These will be displayed in the browser console as follows:

A promise chain failed to handle a rejection: on Mon Oct 14 2013 16:50:15 GMT+0200 (CEST), Error: BOOM! at
@Scratchpad/2:27
TaskImpl_run@resource://gre/modules/Task.jsm:217
TaskImpl@resource://gre/modules/Task.jsm:182
Task_spawn@resource://gre/modules/Task.jsm:152
@Scratchpad/2:26

These error messages appear for every uncaught error or rejection, once it is certain that the error/rejection cannot be caught anymore. If you are curious about the implementation, just know that it hooks into the garbage-collector to be informed once the error/promise cannot be caught anymore.

This should prove very helpful when debugging Promise- or Task-related errors. Have fun :)

Support for ES6 generators

You may have noticed that the above examples use function*() instead of function(). Be sure to thank Brandon Benvie who has recently updated Task.jsm to be compatible with ES6 generators :)

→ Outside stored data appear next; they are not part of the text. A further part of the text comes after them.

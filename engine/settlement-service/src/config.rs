//! Service configuration management

use anyhow::{Context, Result};
use chrono::{NaiveDate, NaiveTime, Weekday};
use config::{Config, Environment, File, FileFormat};
use pool_engine::season::season_start_year;
use pool_engine::PayoutRules;
use pool_store::DatabaseConfig;
use scores_fetcher::FeedConfig;
use serde::{Deserialize, Serialize};
use std::path::Path;

use crate::logging::{validate_level, LogFormat};

/// Environment prefix, e.g. `POOL_DATABASE__URL`
pub const ENV_PREFIX: &str = "POOL";

/// Main service configuration
#[derive(Debug, Clone, Default, PartialEq, Serialize, Deserialize)]
#[serde(default)]
pub struct ServiceConfig {
    /// Score feed configuration
    pub feed: FeedConfig,

    /// Database configuration
    pub database: DatabaseConfig,

    /// Payout amounts
    pub rules: PayoutRules,

    /// Season selection and roster checks
    pub season: SeasonConfig,

    /// Scheduler configuration
    pub schedule: ScheduleConfig,

    /// Logging configuration
    pub logging: LoggingConfig,
}

#[derive(Debug, Clone, Default, PartialEq, Eq, Serialize, Deserialize)]
#[serde(default)]
pub struct SeasonConfig {
    /// Season to settle; derived from today's date when unset
    pub season_start_year: Option<i32>,

    /// Exact number of owners a roster must have to be seeded
    pub expected_owner_count: Option<usize>,
}

impl SeasonConfig {
    pub fn resolve_start_year(&self, today: NaiveDate) -> i32 {
        self.season_start_year.unwrap_or_else(|| season_start_year(today))
    }
}

#[derive(Debug, Clone, PartialEq, Serialize, Deserialize)]
#[serde(default)]
pub struct ScheduleConfig {
    /// Day of week for settlement (e.g. "Tue")
    pub weekday: String,

    /// Settlement time (HH:MM format, UTC)
    pub time_utc: String,

    /// Minutes between settlement and the reconciliation pass
    pub reconcile_delay_minutes: u64,

    /// Retry configuration
    pub retry: RetryConfig,
}

#[derive(Debug, Clone, PartialEq, Serialize, Deserialize)]
#[serde(default)]
pub struct RetryConfig {
    /// Maximum number of attempts
    pub max_retries: u32,

    /// Initial retry delay in seconds
    pub initial_delay_secs: u64,

    /// Maximum retry delay in seconds
    pub max_delay_secs: u64,

    /// Backoff multiplier
    pub backoff_multiplier: f64,
}

/// Logging configuration
#[derive(Debug, Clone, PartialEq, Eq, Serialize, Deserialize)]
#[serde(default)]
pub struct LoggingConfig {
    /// Log level (trace, debug, info, warn, error)
    pub level: String,

    /// Log format (pretty, json, compact)
    pub format: String,
}

impl Default for ScheduleConfig {
    fn default() -> Self {
        Self {
            weekday: "Tue".to_string(),
            time_utc: "06:00".to_string(),
            reconcile_delay_minutes: 5,
            retry: RetryConfig::default(),
        }
    }
}

impl Default for RetryConfig {
    fn default() -> Self {
        Self { max_retries: 3, initial_delay_secs: 30, max_delay_secs: 600, backoff_multiplier: 2.0 }
    }
}

impl Default for LoggingConfig {
    fn default() -> Self {
        Self { level: "info".to_string(), format: "pretty".to_string() }
    }
}

impl ScheduleConfig {
    pub fn weekday(&self) -> Result<Weekday> {
        self.weekday
            .parse::<Weekday>()
            .map_err(|_| anyhow::anyhow!("Invalid schedule weekday: {}", self.weekday))
    }

    pub fn time(&self) -> Result<NaiveTime> {
        NaiveTime::parse_from_str(&self.time_utc, "%H:%M")
            .with_context(|| format!("Invalid schedule time: {}", self.time_utc))
    }
}

impl ServiceConfig {
    /// Load configuration from the optional file, `POOL_*` variables and `DATABASE_URL`
    pub fn load(path: Option<&Path>) -> Result<Self> {
        let mut config = Self::from_sources(path, ENV_PREFIX)?;

        let pool_url_set = std::env::var(format!("{}_DATABASE__URL", ENV_PREFIX)).is_ok();
        if !pool_url_set {
            if let Ok(db_url) = std::env::var("DATABASE_URL") {
                config.database.url = db_url;
            }
        }

        config.validate().map_err(anyhow::Error::msg)?;
        Ok(config)
    }

    /// Layer a TOML file under environment variables with the given prefix
    pub fn from_sources(path: Option<&Path>, env_prefix: &str) -> Result<Self> {
        let mut builder = Config::builder();

        if let Some(path) = path {
            tracing::debug!("Loading configuration from file: {:?}", path);
            builder = builder.add_source(File::from(path).format(FileFormat::Toml).required(true));
        }

        builder = builder.add_source(
            Environment::with_prefix(env_prefix)
                .prefix_separator("_")
                .separator("__")
                .try_parsing(true),
        );

        builder
            .build()
            .context("Failed to read configuration")?
            .try_deserialize()
            .context("Failed to parse configuration")
    }

    /// Validate configuration
    pub fn validate(&self) -> std::result::Result<(), String> {
        self.feed.validate()?;
        self.database.validate()?;
        self.rules.validate()?;

        validate_level(&self.logging.level)?;
        self.logging.format.parse::<LogFormat>()?;

        self.schedule.weekday().map_err(|e| e.to_string())?;
        self.schedule.time().map_err(|e| e.to_string())?;

        let retry = &self.schedule.retry;
        if retry.max_retries == 0 {
            return Err("schedule retry max_retries must be > 0".to_string());
        }
        if retry.backoff_multiplier < 1.0 {
            return Err("schedule retry backoff_multiplier must be >= 1.0".to_string());
        }

        Ok(())
    }
}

Making Firefox Feel as Fast as its Benchmarks – Part 2 – Towards multi-process

October 9, 2013 § 2 Comments

As we saw in the first post of this series, our browser behaves as follows:

function browser() {
  while (true) {
    handleEvents();  // Let's make this faster
    updateDisplay();
  }
}

As we discussed, the key to making the browser smooth is to make handleEvents() do less. One way of doing this is to go multi-process.

Going multi-process

Chrome is multi-process. Internet Explorer 4 was multi-process and so is Internet Explorer 8+ do (don't ask me where IE 5, 6, 7 went). Well, Firefox OS is multi-process, too and Firefox for Android used to be multi-process until we canceled this approach due to Android-specific issues. For the moment, Firefox Desktop is only slightly multi-process, although we are heading further in this direction with project electrolysis (e10s, for short).

In a classical browser (i.e. not FirefoxOS, not the Firefox Web Runtime), going multi-process means running the user interface and system-style code in one process (the "parent process") and running code specific to the web or to a single tab in another process (the "child process"). Whether all tabs share a process or each tab is a separate process, or even each iframe is a process, is an additional design choice that, I believe, is still open to discussion in Firefox. In FirefoxOS and in the Firefox Web Runtime (part of Firefox Desktop and Firefox for Android), going multi-process generally means one process per (web) application.

Since code is separated between processes, each handleEvents() has less to do and will therefore, at least in theory, execute faster. Additionally, this is better for security, insofar as a compromised web-specific process affords an attacker less control than compromising the full process. Finally, this gives the possibility to crash a child process if necessary, without having to crash the whole browser.

Coding for multi-process

In the Firefox web browser, the multi-process architecture is called e10s and looks as follows:

function parent() {
  while (true) {
    handleEvents();  // Some of your code here
    updateDisplay(); // Just the ui
  }
}
function child() {
  while (true) {
    handleEvents();  // Some of your code here
    updateDisplay(); // Just some web
  }
}

parent() ||| child()

The parent process and the child process are not totally independent. Very often, they need to communicate. For instance, when the user browses in a tab, the parent needs to change the history menu displayed by the parent process. Similarly, every few seconds, Firefox saves its state to provide quick recovery in case of crash – the parent asks each tab for its information and, once all replies have arrived, gathers them into one data structure and saves them all.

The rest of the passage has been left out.